Receiving the initial dispatch call Saturday at 2:27 p.m., Publiski was told that a stranded kayaker had overturned in the river and stated that she could not swim. The woman was kayaking with a friend, who was able to make it to shore.

“With the river’s water level being very high, swift currents and cold water temperatures made the situation more difficult,” said Publiski.

When Publiski arrived, he saw the woman clinging to a tree that had fallen into the river.

“She kept saying that she couldm’t swim and that she didn’t have a life jacket,” Publiski said. “She also said that she could not feel her hands or feet.”

Publiski created a lifeline by tossing a throw bag to the woman and instructing her to wrap the rope under her arms and around her torso.

A throw bag is a rescue device consisting of a bag with a rope inside of it. The rope extends out of the bag while one person holds onto one end of the rope and is pulled by a person from the opposite side.
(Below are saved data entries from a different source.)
//! Gridded physical fields with units, masks and coordinate axes.

use serde::{Deserialize, Serialize};

use crate::error::{DiagsError, DiagsResult};

/// Role of a coordinate axis.
#[derive(Debug, Clone, Copy, PartialEq, Eq, Hash, Serialize, Deserialize)]
#[serde(rename_all = "lowercase")]
pub enum AxisKind {
    Longitude,
    Latitude,
    Time,
    Level,
    Other,
}

impl AxisKind {
    /// Guess the axis role from a NetCDF dimension name and its units.
    ///
    /// Follows the CF conventions loosely: `degrees_east` / `degrees_north`
    /// win over the name, then common names (`lon`, `lat`, `time`, `lev`,
    /// `plev`) are recognised.
    pub fn infer(name: &str, units: Option<&str>) -> Self {
        if let Some(units) = units {
            let units = units.to_ascii_lowercase();
            if units.starts_with("degrees_east") || units == "degree_east" {
                return AxisKind::Longitude;
            }
            if units.starts_with("degrees_north") || units == "degree_north" {
                return AxisKind::Latitude;
            }
            if units.contains(" since ") {
                return AxisKind::Time;
            }
        }

        match name.to_ascii_lowercase().as_str() {
            "lon" | "longitude" | "x" => AxisKind::Longitude,
            "lat" | "latitude" | "y" => AxisKind::Latitude,
            "time" | "t" => AxisKind::Time,
            "lev" | "level" | "plev" | "ilev" | "z" | "depth" => AxisKind::Level,
            _ => AxisKind::Other,
        }
    }
}

/// A coordinate axis attached to a field dimension.
#[derive(Debug, Clone, PartialEq, Serialize, Deserialize)]
pub struct Axis {
    pub name: String,
    pub kind: AxisKind,
    pub values: Vec<f64>,
    pub units: Option<String>,
}

impl Axis {
    pub fn new(name: impl Into<String>, kind: AxisKind, values: Vec<f64>) -> Self {
        Self {
            name: name.into(),
            kind,
            values,
            units: None,
        }
    }

    /// Longitude axis in `degrees_east`.
    pub fn longitude(values: Vec<f64>) -> Self {
        Self {
            units: Some("degrees_east".to_string()),
            ..Self::new("lon", AxisKind::Longitude, values)
        }
    }

    /// Latitude axis in `degrees_north`.
    pub fn latitude(values: Vec<f64>) -> Self {
        Self {
            units: Some("degrees_north".to_string()),
            ..Self::new("lat", AxisKind::Latitude, values)
        }
    }

    pub fn time(values: Vec<f64>) -> Self {
        Self::new("time", AxisKind::Time, values)
    }

    pub fn level(values: Vec<f64>) -> Self {
        Self::new("lev", AxisKind::Level, values)
    }

    pub fn with_units(mut self, units: impl Into<String>) -> Self {
        self.units = Some(units.into());
        self
    }

    pub fn len(&self) -> usize {
        self.values.len()
    }

    pub fn is_empty(&self) -> bool {
        self.values.is_empty()
    }
}

/// A labelled, optionally masked, gridded array.
///
/// Data is stored row-major in axis order, so for a `(lat, lon)` field the
/// longitude index varies fastest. A mask entry of `true` marks an invalid
/// cell. The mask (when present) always has the same length as the data.
#[derive(Debug, Clone, PartialEq, Serialize, Deserialize)]
pub struct Field {
    id: String,
    units: Option<String>,
    data: Vec<f64>,
    mask: Option<Vec<bool>>,
    axes: Vec<Axis>,
}

impl Field {
    /// Create a field, checking that the data matches the axis lengths.
    pub fn new(id: impl Into<String>, axes: Vec<Axis>, data: Vec<f64>) -> DiagsResult<Self> {
        let expected: usize = axes.iter().map(Axis::len).product();
        if data.len() != expected {
            return Err(DiagsError::ShapeMismatch {
                expected: axes.iter().map(Axis::len).collect(),
                actual: vec![data.len()],
            });
        }

        Ok(Self {
            id: id.into(),
            units: None,
            data,
            mask: None,
            axes,
        })
    }

    /// Convenience constructor for a `(lat, lon)` field.
    pub fn lat_lon(
        id: impl Into<String>,
        lat: Vec<f64>,
        lon: Vec<f64>,
        data: Vec<f64>,
    ) -> DiagsResult<Self> {
        Self::new(id, vec![Axis::latitude(lat), Axis::longitude(lon)], data)
    }

    /// Convenience constructor for a 1-D series along a single axis.
    pub fn series(id: impl Into<String>, axis: Axis, data: Vec<f64>) -> DiagsResult<Self> {
        Self::new(id, vec![axis], data)
    }

    pub fn with_units(mut self, units: impl Into<String>) -> Self {
        self.units = Some(units.into());
        self
    }

    pub fn without_units(mut self) -> Self {
        self.units = None;
        self
    }

    pub fn with_id(mut self, id: impl Into<String>) -> Self {
        self.id = id.into();
        self
    }

    /// Attach a mask; it must have one entry per data value.
    pub fn with_mask(mut self, mask: Vec<bool>) -> DiagsResult<Self> {
        if mask.len() != self.data.len() {
            return Err(DiagsError::ShapeMismatch {
                expected: self.shape(),
                actual: vec![mask.len()],
            });
        }
        self.mask = Some(mask);
        Ok(self)
    }

    /// Replace the data, keeping axes, units and mask.
    pub fn with_data(mut self, data: Vec<f64>) -> DiagsResult<Self> {
        if data.len() != self.data.len() {
            return Err(DiagsError::ShapeMismatch {
                expected: self.shape(),
                actual: vec![data.len()],
            });
        }
        self.data = data;
        Ok(self)
    }

    /// Replace axes, data and mask together (used when the grid changes shape).
    pub fn regrid_parts(
        &self,
        axes: Vec<Axis>,
        data: Vec<f64>,
        mask: Option<Vec<bool>>,
    ) -> DiagsResult<Self> {
        let mut field = Field::new(self.id.clone(), axes, data)?;
        field.units = self.units.clone();
        match mask {
            Some(mask) => field.with_mask(mask),
            None => Ok(field),
        }
    }

    pub fn id(&self) -> &str {
        &self.id
    }

    pub fn units(&self) -> Option<&str> {
        self.units.as_deref()
    }

    pub fn data(&self) -> &[f64] {
        &self.data
    }

    pub fn mask(&self) -> Option<&[bool]> {
        self.mask.as_deref()
    }

    pub fn axes(&self) -> &[Axis] {
        &self.axes
    }

    pub fn shape(&self) -> Vec<usize> {
        self.axes.iter().map(Axis::len).collect()
    }

    pub fn len(&self) -> usize {
        self.data.len()
    }

    pub fn is_empty(&self) -> bool {
        self.data.is_empty()
    }

    pub fn axis(&self, kind: AxisKind) -> Option<&Axis> {
        self.axes.iter().find(|a| a.kind == kind)
    }

    pub fn axis_index(&self, kind: AxisKind) -> Option<usize> {
        self.axes.iter().position(|a| a.kind == kind)
    }

    pub fn longitude(&self) -> Option<&Axis> {
        self.axis(AxisKind::Longitude)
    }

    pub fn latitude(&self) -> Option<&Axis> {
        self.axis(AxisKind::Latitude)
    }

    /// True when the cell is masked or holds a NaN.
    pub fn is_masked(&self, idx: usize) -> bool {
        let masked = self
            .mask
            .as_ref()
            .and_then(|m| m.get(idx).copied())
            .unwrap_or(false);
        masked || self.data.get(idx).map_or(true, |v| v.is_nan())
    }

    /// Value at a flat index, `None` if masked.
    pub fn value(&self, idx: usize) -> Option<f64> {
        if self.is_masked(idx) {
            None
        } else {
            self.data.get(idx).copied()
        }
    }

    /// Iterate over unmasked, finite values.
    pub fn valid_values(&self) -> impl Iterator<Item = f64> + '_ {
        (0..self.data.len()).filter_map(move |i| self.value(i))
    }

    pub fn valid_count(&self) -> usize {
        self.valid_values().count()
    }

    /// Apply `f` to every value, returning a new field with the same mask.
    pub fn map_values<F>(&self, f: F) -> Field
    where
        F: Fn(f64) -> f64,
    {
        Field {
            data: self.data.iter().map(|&v| f(v)).collect(),
            ..self.clone()
        }
    }

    /// Same-shape check used by binary operations.
    pub fn ensure_same_shape(&self, other: &Field) -> DiagsResult<()> {
        if self.shape() != other.shape() {
            return Err(DiagsError::ShapeMismatch {
                expected: self.shape(),
                actual: other.shape(),
            });
        }
        Ok(())
    }

    /// Drop length-1 axes and require a `(lat, lon)` field.
    pub fn squeeze_2d(&self) -> DiagsResult<Field> {
        let axes: Vec<Axis> = self.axes.iter().filter(|a| a.len() != 1).cloned().collect();
        let kinds: Vec<AxisKind> = axes.iter().map(|a| a.kind).collect();
        if kinds != [AxisKind::Latitude, AxisKind::Longitude] {
            return Err(DiagsError::InvalidField(format!(
                "'{}' does not squeeze to (lat, lon): axes {:?}",
                self.id, kinds
            )));
        }

        Ok(Field {
            axes,
            ..self.clone()
        })
    }
}
//! Figure rendering for climate diagnostics.
//!
//! Implements the figure types used by the diagnostic sets:
//! - Three-panel maps (test, reference, difference) with colorbars and stats
//! - Scatter plots with regime-split linear fits
//! - Line comparisons of two 1-D series
//!
//! Everything draws into an owned [`Figure`], which is written out with
//! [`Figure::save`].

pub mod chart;
pub mod colormap;
pub mod encode;
pub mod figure;
pub mod levels;
pub mod line;
pub mod panel;
pub mod png;
pub mod scatter;
pub mod text;
pub mod ticks;

pub use chart::{draw_chart, ChartAxes, LegendCorner};
pub use colormap::{Colormap, Norm};
pub use encode::{encode, normalize_format, OutputFormat};
pub use figure::{Border, Figure, LineStyle, PageRect, PixelRect};
pub use line::{plot_line_comparison, LineSeries, LineSummary};
pub use panel::{
    colorbar_rect, plot_panel_map, PanelSpec, PanelSummary, TitleTriplet, HATCH_CAPTION, PANELS,
    SUBPLOT_BORDER,
};
pub use scatter::{
    linear_fit, plot_scatter, AnomalyPair, FitLine, LinearFit, Marker, Regime, ScatterLabels,
    ScatterSummary, Series, SkippedRegime,
};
Once the woman was able to grab the rope, Publiski threw her a life jacket, but she was able to get only one arm through it. During this time, U.S. Forest Service Law Enforcement Officer Doug Beringer and Lake County Sheriff’s Department Sgt. Brad Nixon and Deputy Craig Mayo arrived.

As the officers used the rope to pull the woman toward shore, she released her grip on the tree she had been holding onto. When the woman let go of the tree, the strong current pulled her downstream and she became entangled on a different log. Physically exhausted from being in the cold water for almost 45 minutes, the woman did not have the strength to climb over the log to allow the officers to continue pulling her toward them.

CO Publiski jumped in the fast-flowing water and was able to get the woman unstuck from the log and safely move her to shore.

“From the time that I arrived at the river to the time that we were able to get the woman safely to shore, it was about six to seven minutes total,” Publiski said.

Observing that the woman displayed extreme signs of hypothermia and was unable to walk, the first responders put the woman in an emergency Stokes basket and carried her about a quarter-mile, up a 5-foot embankment, where a Life EMS Ambulance was waiting. The woman was transported to Ludington Hospital to be treated for hypothermia.

“Conservation Officer Kyle Publiski made a quick decision to enter the river to help this woman, risking his own life to save her,” said Chief Gary Hagler, DNR Law Enforcement Division. “Conservation officers receive extensive water training and are prepared to respond to situations like this. I’m glad that Publiski and the other law enforcement agencies were able to help in what could have been a tragic situation.”

Publiski, a Michigan DNR conservation officer since 2004, patrols Mason County.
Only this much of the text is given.